Question: A 40 year old gentleman, a known asthmatic, came in with respiratory distress and bronchospasm. Assessment findings revealed a high respiratory rate (26 per minute), wheezing, and use of accessory muscles in breathing. The provider gave him 2 inhalation treatments, and administered epinephrine subcutaneously. The treatment process took over two and a half hours to stabilize the patient, and get the respiratory vitals back to normal. How do we claim for the extended time of service that was given to the patient?
Utah Subscriber
Answer: In this case, to begin with, let us assume the total service time was 130 minutes, as documented by the provider, taking into account the intermittent nature of the service. It does not matter if the provider rendered the services intermittently, so long as the total time of service is documented well. In order to report prolonged time, the provider must meet the minimum threshold time for the E/M being reported.
Here, use the E/M service code 99214 (Office or other outpatient visit for the evaluation and management of an established patient, which requires at least 2 of these 3 key components: a detailed history; a detailed examination; medical decision making of moderate complexity… Typically, 25 minutes are spent face-to-face with the patient and/or family).

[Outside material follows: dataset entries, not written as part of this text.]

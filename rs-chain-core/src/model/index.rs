use std::hash::{BuildHasher, Hash, RandomState};

use hashbrown::HashTable;

/// Set of buffer offsets identified by the value they point to.
///
/// The index never stores keys. Every operation takes a `resolve`
/// function turning an offset into its comparable form (a token's
/// bytes, a prefix's word ids), so a raw candidate and a stored offset
/// are hashed and compared the same way.
///
/// # Invariants
/// - No two stored offsets resolve to equal values
/// - `resolve` must be the same function for the whole life of the index
#[derive(Debug, Default)]
pub(crate) struct OffsetIndex {
	table: HashTable<usize>,
	state: RandomState,
}

impl OffsetIndex {
	pub(crate) fn new() -> Self {
		Self::default()
	}

	pub(crate) fn len(&self) -> usize {
		self.table.len()
	}

	/// Returns the offset whose resolved value equals `key`.
	pub(crate) fn find<'a, K, F>(&self, key: &K, resolve: F) -> Option<usize>
	where
		K: Hash + Eq + ?Sized + 'a,
		F: Fn(usize) -> &'a K,
	{
		let hash = self.state.hash_one(key);
		self.table.find(hash, |&offset| resolve(offset) == key).copied()
	}

	/// Stores an offset the caller knows is not indexed yet.
	pub(crate) fn insert_new<'a, K, F>(&mut self, offset: usize, resolve: F)
	where
		K: Hash + ?Sized + 'a,
		F: Fn(usize) -> &'a K,
	{
		let state = &self.state;
		let hash = state.hash_one(resolve(offset));
		self.table.insert_unique(hash, offset, |&stored| state.hash_one(resolve(stored)));
	}

	/// Stores an offset unless an equal value is already indexed.
	///
	/// Returns `false` if the value was already present.
	pub(crate) fn insert<'a, K, F>(&mut self, offset: usize, resolve: F) -> bool
	where
		K: Hash + Eq + ?Sized + 'a,
		F: Fn(usize) -> &'a K,
	{
		if self.find(resolve(offset), &resolve).is_some() {
			return false;
		}
		self.insert_new(offset, resolve);
		true
	}

	/// Returns all offsets in ascending order of their resolved values.
	pub(crate) fn sorted<'a, K, F>(&self, resolve: F) -> Vec<usize>
	where
		K: Ord + ?Sized + 'a,
		F: Fn(usize) -> &'a K,
	{
		let mut offsets: Vec<usize> = self.table.iter().copied().collect();
		offsets.sort_unstable_by(|&l, &r| resolve(l).cmp(resolve(r)));
		offsets
	}
}

#[cfg(test)]
mod tests {
	use super::*;

	fn slot(data: &[&'static str], offset: usize) -> &'static str {
		data[offset]
	}

	#[test]
	fn raw_and_stored_lookups_agree() {
		let data = ["pear", "apple", "fig"];
		let mut index = OffsetIndex::new();
		for offset in 0..data.len() {
			assert!(index.insert(offset, |o| slot(&data, o)));
		}

		assert_eq!(index.len(), 3);
		assert_eq!(index.find("fig", |o| slot(&data, o)), Some(2));
		assert_eq!(index.find("kiwi", |o| slot(&data, o)), None);
	}

	#[test]
	fn duplicate_values_are_rejected() {
		let data = ["fig", "fig"];
		let mut index = OffsetIndex::new();
		assert!(index.insert(0, |o| slot(&data, o)));
		assert!(!index.insert(1, |o| slot(&data, o)));
		assert_eq!(index.len(), 1);
	}

	#[test]
	fn sorted_follows_resolved_order() {
		let data = ["pear", "apple", "fig"];
		let mut index = OffsetIndex::new();
		for offset in 0..data.len() {
			index.insert_new(offset, |o| slot(&data, o));
		}
		assert_eq!(index.sorted(|o| slot(&data, o)), vec![1, 2, 0]);
	}
}
//! Command-line front end of the word-level Markov chain model.
//!
//! Trains a model from text sources (files, standard input or URLs),
//! writes it in the binary model format, and generates text from it.
//! With both `-t` and `-g`, the model is trained, saved to memory and
//! loaded back before generating.

use std::fs::File;
use std::io::{self, BufWriter, Read, Write};
use std::path::{Path, PathBuf};

use anyhow::{Context, Result};
use clap::{CommandFactory, Parser};
use log::{info, warn};
use rand::SeedableRng;
use rand::rngs::StdRng;
use regex::Regex;
use rs_chain_core::tokenizer::{self, DEFAULT_WORD_REGEX, WordStream};
use rs_chain_core::{GeneratingModel, TrainingModel};

mod sources;

use sources::{Fetcher, STDIN};

/// Largest accepted prefix length.
const MAX_PREFIX_LEN: u64 = 4096;

/// Default number of sources fetched in parallel.
fn default_concurrency() -> usize {
	num_cpus::get() * 8
}

#[derive(Parser, Debug)]
#[command(name = "rs-chain", about = "Word-level Markov chain text generator")]
struct Args {
	/// Train a model from the sources
	#[arg(short, long)]
	train: bool,

	/// Generate text from a model
	#[arg(short, long)]
	generate: bool,

	/// Model input file for generation (stdin by default)
	#[arg(short, long)]
	input: Option<PathBuf>,

	/// Output file (stdout by default)
	#[arg(short, long)]
	output: Option<PathBuf>,

	/// Word regex
	#[arg(short, long, default_value = DEFAULT_WORD_REGEX)]
	regex: String,

	/// Text prefix length
	#[arg(short = 'n', long, default_value_t = 1,
		value_parser = clap::builder::RangedU64ValueParser::<usize>::new().range(0..=MAX_PREFIX_LEN))]
	prefix_len: usize,

	/// Number of sources fetched in parallel
	#[arg(short, long, default_value_t = default_concurrency())]
	concurrency: usize,

	/// Generated text size, in words
	#[arg(short, long, default_value_t = 1_000_000)]
	words: usize,

	/// Generated text prefix
	#[arg(short, long, default_value = "")]
	prefix: String,

	/// Random generator seed, for reproducible text
	#[arg(long)]
	seed: Option<u64>,

	/// Training sources: files, "-" for stdin, or http(s) URLs (stdin by default)
	sources: Vec<String>,
}

fn open_input(path: Option<&Path>) -> Result<Box<dyn Read>> {
	Ok(match path {
		Some(path) => Box::new(File::open(path).with_context(|| format!("cannot open {}", path.display()))?),
		None => Box::new(io::stdin().lock()),
	})
}

fn open_output(path: Option<&Path>) -> Result<Box<dyn Write>> {
	Ok(match path {
		Some(path) => Box::new(File::create(path).with_context(|| format!("cannot create {}", path.display()))?),
		None => Box::new(io::stdout().lock()),
	})
}

/// Trains a new model, one fresh window per source.
///
/// Sources that cannot be read are logged and skipped.
fn train(sources: &[String], regex: &Regex, pref_size: usize, concurrency: usize) -> Result<TrainingModel> {
	let mut model = TrainingModel::new(pref_size);
	let mut tokens: usize = 0;
	for source in Fetcher::new(sources, concurrency)? {
		let (name, body) = match source {
			Ok(source) => source,
			Err(e) => {
				warn!("skipping source: {e:#}");
				continue;
			}
		};
		let mut trainer = model.trainer();
		for word in WordStream::new(body.as_slice(), regex) {
			trainer.feed(&word.with_context(|| format!("cannot tokenize {name}"))?);
			tokens += 1;
		}
	}
	info!("trained on {tokens} tokens: {:?}", model.stats());
	Ok(model)
}

/// Writes up to `words` generated words, separated by spaces.
fn generate<W: Write>(model: &GeneratingModel, prefix: &str, regex: &Regex, words: usize, seed: Option<u64>, output: &mut W) -> Result<()> {
	let seed_words = tokenizer::tokenize(prefix, regex);
	let rng = match seed {
		Some(seed) => StdRng::seed_from_u64(seed),
		None => StdRng::from_os_rng(),
	};

	let mut written: usize = 0;
	for word in model.generator(&seed_words, rng).take(words) {
		if written > 0 {
			output.write_all(b" ")?;
		}
		output.write_all(word?.as_bytes())?;
		written += 1;
	}
	if written == 0 {
		warn!("no text generated: the prefix {prefix:?} is unknown to the model");
	} else {
		output.write_all(b"\n")?;
	}
	Ok(())
}

/// Runs the command described by `args`, writing the model or the
/// generated text to `output`.
fn run<W: Write>(mut args: Args, output: &mut W) -> Result<()> {
	if args.sources.is_empty() {
		args.sources.push(STDIN.to_owned());
	}

	let regex = Regex::new(&args.regex).with_context(|| format!("invalid word regex {:?}", args.regex))?;
	let mut memory = Vec::new();

	if args.train {
		let model = train(&args.sources, &regex, args.prefix_len, args.concurrency)?;
		if args.generate {
			model.save(&mut memory)?;
		} else {
			model.save(&mut *output)?;
		}
	}

	if args.generate {
		let model = if args.train {
			GeneratingModel::load(memory.as_slice())?
		} else {
			GeneratingModel::load(open_input(args.input.as_deref())?).context("cannot load model")?
		};
		info!("loaded model: {:?}", model.stats());
		generate(&model, &args.prefix, &regex, args.words, args.seed, output)?;
	}
	Ok(())
}

fn main() -> Result<()> {
	env_logger::Builder::from_env(env_logger::Env::default().default_filter_or("warn")).init();
	let args = Args::parse();

	if !(args.train || args.generate) {
		eprintln!("{}", Args::command().render_help());
		return Ok(());
	}

	let mut output = BufWriter::new(open_output(args.output.as_deref())?);
	run(args, &mut output)?;
	output.flush()?;
	Ok(())
}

As the reference time or 99214 is 25 minutes, you will need to exclude the time it takes to administer the nebulizer treatments and epinephrine (since these are being billed separately). If these combined procedures took 35 minutes, there is 70 minutes of time remaining. This would only allow for the use of prolonged service code 99354 since the threshold time was not met in order to bill the additional code, 99349. However, if the physician did not spend this additional 70 minutes face-to-face with the patient, he/she cannot bill prolonged care. It comprises direct patient care by the billing provider rather than how much time the patient spent in your practice or with other staff members.